**YOUR GOAL:**
Across the entries below, how many lines have the word "loop" in them? Respond with only the number.

**TASK DATA:**
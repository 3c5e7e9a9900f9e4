//! Telemetry client test
//!
//! Stands in for the simulator bridge. A crude vehicle model is driven by the commands returned from
//! the server so the closed loop can be exercised without the simulator.

use comms_if::{
    net::{MonitoredSocket, SocketOptions},
    tlm::{SteerCmd, EVENT_HEADER, MANUAL_FRAME},
};

fn main() -> Result<(), Box<dyn std::error::Error>> {

    // Create the context for zmq
    let ctx = zmq::Context::new();

    // Set the socket options
    let socket_options = SocketOptions {
        connect_timeout: 1000,
        heartbeat_ivl: 500,
        heartbeat_ttl: 1000,
        heartbeat_timeout: 1000,
        linger: 1,
        recv_timeout: 1000,
        send_timeout: 10,
        req_correlate: true,
        req_relaxed: true,
        ..Default::default()
    };

    // Create the socket
    let socket = match MonitoredSocket::new(
        &ctx,
        zmq::REQ,
        socket_options,
        "tcp://localhost:4567"
    ) {
        Ok(s) => s,
        Err(e) => {
            println!("Could not connect to the server");
            return Err(e.into())
        }
    };

    // Vehicle state
    let mut cte = 1.0f64;
    let mut speed = 0.0f64;
    let mut heading = 0.0f64;
    let mut cycle: u64 = 0;

    loop {
        if !socket.connected() {
            println!("Waiting for connection");
            std::thread::sleep(std::time::Duration::from_millis(1000));
            continue;
        }

        // Every so often send an event with no data to check the manual reply
        let frame = if cycle % 50 == 49 {
            String::from("42[\"telemetry\",null]")
        }
        else {
            format!(
                "42[\"telemetry\",{{\"cte\":\"{:.4}\",\"speed\":\"{:.4}\",\"steering_angle\":\"{:.4}\"}}]",
                cte, speed, heading
            )
        };
        cycle += 1;

        if let Err(e) = socket.send(frame.as_str(), 0) {
            println!("could not send: {}", e);
            std::thread::sleep(std::time::Duration::from_millis(1000));
            continue;
        }

        let reply = match socket.recv_string(0) {
            Ok(Ok(r)) => r,
            Ok(Err(_)) => {
                println!("server sent a non UTF-8 reply");
                continue;
            }
            Err(e) => {
                println!("could not read from server: {}", e);
                std::thread::sleep(std::time::Duration::from_millis(1000));
                continue;
            }
        };

        if reply.is_empty() {
            println!("no reply");
        }
        else if reply == MANUAL_FRAME {
            println!("manual");
        }
        else {
            // Strip the event header to get to the [name, command] pair
            let body = reply.strip_prefix(EVENT_HEADER).unwrap_or(&reply);
            let cmd: (String, SteerCmd) = match serde_json::from_str(body) {
                Ok(c) => c,
                Err(e) => {
                    println!("could not parse reply {:?}: {}", reply, e);
                    continue;
                }
            };
            println!("cte: {:+.4} speed: {:6.3} -> {:?}", cte, speed, cmd.1);

            // Step the vehicle model forward by one tick
            speed = (speed + 0.05 * cmd.1.throttle).max(0.0);
            heading += 0.05 * cmd.1.steering_angle;
            cte += 0.01 * speed * heading.sin();
        }

        std::thread::sleep(std::time::Duration::from_millis(50));
    }
}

**RESPONSE AREA:**
2